Outside of your legal endeavors, what are your personal hobbies or interests that help you unwind and find balance in your busy schedule?

Beyond the legal realm, I find solace in playing Chess. It is like a booster dose for me. I also love indulging in the rich tapestry of Indian Philosophy (Bharatiya Darshan) from Charvak Darshan to Mimansha Darshan etc. In my free time I also read old Hindi Literature. Nowadays, I have immersed myself in the world of Munshi Premchand as I am reading his novel namely Gaban. It soothes my mind as it takes me to the old lifestyle of the village and makes it dreamy and nostalgic at the same time.

What advice would you give to aspiring legal professionals, considering your own experiences and the evolving landscape of the legal field?

I will give the following advice:

  1. Find your right mentor:

The first and one of the most difficult challenges for any young advocate who wants to dive into law practice is to find his/her right mentor who is not only a good lawyer but also a good human being. A mentor who gives his juniors the opportunity not only to seek adjournments and conduct research but also to argue some small matters in the beginning of his practice. A mentor who does not disrespect his juniors and can show his junior the right path and guide him in case of any need. Thus, the journey of finding the right mentor should start from the first year of law school itself.

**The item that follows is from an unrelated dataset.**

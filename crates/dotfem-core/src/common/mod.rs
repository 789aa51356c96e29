pub mod config;
pub mod constants;

pub use config::{SolverConfig, load_solver_config};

  1. Read Judgements consistently:

Cultivate a practice of reading judgments every day. There should not be even a single day when you have not read any judgement. Take small judgements in the beginning and not the long judgements like “Keshavanada Bharti (1973)” or “K. S. Puttaswamy (2017)”. Completing small judgements will boost your confidence. Keep reading it for 6 months without having any expectation. Reading judgements will improve your drafting skills, court language, legal vocabulary, interpretation of law, knowledge, and communication of law.

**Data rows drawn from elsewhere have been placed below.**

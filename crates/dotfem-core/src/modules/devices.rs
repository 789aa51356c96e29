use super::optics::WavelengthSnapshot;
use super::traits::SystemAssembler;
use crate::domain::{DotError, DotResult};
use crate::numerics::{CooMatrix, CsrMatrix};
use num_complex::Complex64;
use std::sync::atomic::{AtomicUsize, Ordering};
use std::sync::{Arc, Mutex, MutexGuard};
use tracing::debug;

#[derive(Debug, Clone, PartialEq, thiserror::Error)]
pub enum DeviceError {
    #[error("device kernel failed: {0}")]
    Kernel(String),
}

#[derive(Debug, Clone, PartialEq, Eq)]
pub struct DeviceDescriptor {
    pub name: String,
    pub compute_capability: (u32, u32),
}

pub trait ComputeDevice: Send + Sync {
    fn descriptor(&self) -> &DeviceDescriptor;

    fn spmv(
        &self,
        matrix: &CsrMatrix,
        x: &[Complex64],
        y: &mut [Complex64],
    ) -> Result<(), DeviceError>;

    /// Device-side assembly entry point; devices without an assembly kernel
    /// run the host assembler.
    fn assemble(
        &self,
        assembler: &dyn SystemAssembler,
        snapshot: &WavelengthSnapshot<'_>,
        frequency: f64,
    ) -> DotResult<CooMatrix> {
        assembler.assemble(snapshot, frequency)
    }
}

/// Device emulated on the host; used when no accelerator runtime is linked.
#[derive(Debug)]
pub struct HostDevice {
    descriptor: DeviceDescriptor,
    spmv_calls: AtomicUsize,
}

impl HostDevice {
    pub fn new(name: impl Into<String>, compute_capability: (u32, u32)) -> Self {
        Self {
            descriptor: DeviceDescriptor {
                name: name.into(),
                compute_capability,
            },
            spmv_calls: AtomicUsize::new(0),
        }
    }

    pub fn spmv_calls(&self) -> usize {
        self.spmv_calls.load(Ordering::Relaxed)
    }
}

impl ComputeDevice for HostDevice {
    fn descriptor(&self) -> &DeviceDescriptor {
        &self.descriptor
    }

    fn spmv(
        &self,
        matrix: &CsrMatrix,
        x: &[Complex64],
        y: &mut [Complex64],
    ) -> Result<(), DeviceError> {
        self.spmv_calls.fetch_add(1, Ordering::Relaxed);
        matrix
            .matvec_into(x, y)
            .map_err(|error| DeviceError::Kernel(error.to_string()))
    }
}

/// A registered device plus the lock that serializes assembly and solves on it.
#[derive(Clone)]
pub struct DeviceSlot {
    index: usize,
    device: Arc<dyn ComputeDevice>,
    lock: Arc<Mutex<()>>,
}

impl DeviceSlot {
    pub fn index(&self) -> usize {
        self.index
    }

    pub fn device(&self) -> &dyn ComputeDevice {
        self.device.as_ref()
    }

    pub fn descriptor(&self) -> &DeviceDescriptor {
        self.device.descriptor()
    }

    pub fn lock(&self) -> DotResult<MutexGuard<'_, ()>> {
        self.lock.lock().map_err(|_| {
            DotError::device_unavailable(
                "DEVICE.POISONED",
                format!(
                    "device {} ('{}') lock is poisoned by an earlier failed solve",
                    self.index,
                    self.descriptor().name
                ),
            )
        })
    }
}

impl std::fmt::Debug for DeviceSlot {
    fn fmt(&self, f: &mut std::fmt::Formatter<'_>) -> std::fmt::Result {
        f.debug_struct("DeviceSlot")
            .field("index", &self.index)
            .field("descriptor", self.descriptor())
            .finish()
    }
}

#[derive(Debug, Clone, Default)]
pub struct DeviceRegistry {
    slots: Vec<DeviceSlot>,
}

impl DeviceRegistry {
    pub fn new() -> Self {
        Self::default()
    }

    pub fn register(&mut self, device: Arc<dyn ComputeDevice>) -> usize {
        let index = self.slots.len();
        debug!(
            index,
            name = %device.descriptor().name,
            "registered compute device"
        );
        self.slots.push(DeviceSlot {
            index,
            device,
            lock: Arc::new(Mutex::new(())),
        });
        index
    }

    pub fn len(&self) -> usize {
        self.slots.len()
    }

    pub fn is_empty(&self) -> bool {
        self.slots.is_empty()
    }

    /// An explicit index must exist; otherwise the device with the highest
    /// compute capability wins, ties going to the lowest index.
    pub fn select(&self, index: Option<usize>) -> DotResult<DeviceSlot> {
        if self.slots.is_empty() {
            return Err(DotError::device_unavailable(
                "DEVICE.NONE",
                "no compute device is registered",
            ));
        }
        match index {
            Some(index) => self.slots.get(index).cloned().ok_or_else(|| {
                DotError::device_unavailable(
                    "DEVICE.INDEX",
                    format!(
                        "device index {} is out of range; {} device(s) registered",
                        index,
                        self.slots.len()
                    ),
                )
            }),
            None => {
                let mut best = &self.slots[0];
                for slot in &self.slots[1..] {
                    let capability = slot.descriptor().compute_capability;
                    if capability > best.descriptor().compute_capability {
                        best = slot;
                    }
                }
                Ok(best.clone())
            }
        }
    }
}

#[cfg(test)]
mod tests {
    use super::{ComputeDevice, DeviceRegistry, HostDevice};
    use crate::domain::DotErrorCategory;
    use crate::numerics::CooMatrix;
    use num_complex::Complex64;
    use std::sync::Arc;

    fn registry() -> DeviceRegistry {
        let mut registry = DeviceRegistry::new();
        registry.register(Arc::new(HostDevice::new("sm75", (7, 5))));
        registry.register(Arc::new(HostDevice::new("sm86-a", (8, 6))));
        registry.register(Arc::new(HostDevice::new("sm86-b", (8, 6))));
        registry
    }

    #[test]
    fn default_selection_prefers_highest_capability_then_lowest_index() {
        let slot = registry().select(None).expect("device");
        assert_eq!(slot.index(), 1);
        assert_eq!(slot.descriptor().name, "sm86-a");
    }

    #[test]
    fn explicit_index_must_exist() {
        let registry = registry();
        assert_eq!(registry.select(Some(0)).expect("device").index(), 0);
        let error = registry.select(Some(3)).expect_err("out of range");
        assert_eq!(error.category(), DotErrorCategory::DeviceUnavailable);
        assert_eq!(error.placeholder(), "DEVICE.INDEX");
    }

    #[test]
    fn empty_registry_has_no_device() {
        let error = DeviceRegistry::new().select(None).expect_err("empty");
        assert_eq!(error.placeholder(), "DEVICE.NONE");
    }

    #[test]
    fn host_device_counts_products() {
        let device = HostDevice::new("host", (1, 0));
        let mut coo = CooMatrix::new(2);
        coo.push(0, 0, Complex64::new(2.0, 0.0)).expect("entry");
        coo.push(1, 1, Complex64::new(0.0, 1.0)).expect("entry");
        let csr = coo.to_csr();
        let mut y = vec![Complex64::new(0.0, 0.0); 2];
        device
            .spmv(&csr, &[Complex64::new(1.0, 0.0); 2], &mut y)
            .expect("spmv");
        assert_eq!(y, vec![Complex64::new(2.0, 0.0), Complex64::new(0.0, 1.0)]);
        assert_eq!(device.spmv_calls(), 1);
    }
}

  1. Do anything and everything to improve your communication Skills:

Recognize that effective communication is as vital as legal knowledge, with the ability to express ideas clearly a hallmark of a successful lawyer.

  1. Try to have positive social media presence specially if are first generation lawyer:

Harness the power of social media specially if you are First generation lawyer, but with caution, ensuring accurate and verified information to avoid negative repercussions.

  1. Try to start your practice from Trial Court or at least learn the work of Trial Court specially if you are First Generation Lawyer:

There are a very limited number of cases which come to the Supreme Court. Thus, the first-generation lawyers who start practicing in the Supreme Court find it difficult to survive after four to five years of practice as they get very few cases. I have witnessed many first-generation lawyers leaving practice and joining firms or companies with meagre salary because of high instability in their legal practice leading them to depression and anxiety. Thus, as far as my opinion and experience is concerned, for first-generation lawyers, gaining experience in Trial Court work is crucial for survival and growth in the legal profession.

  1. Embrace hard work, dedication, and patience: 

These virtues are the cornerstone of success in the legal profession, fostering resilience and long-term prosperity.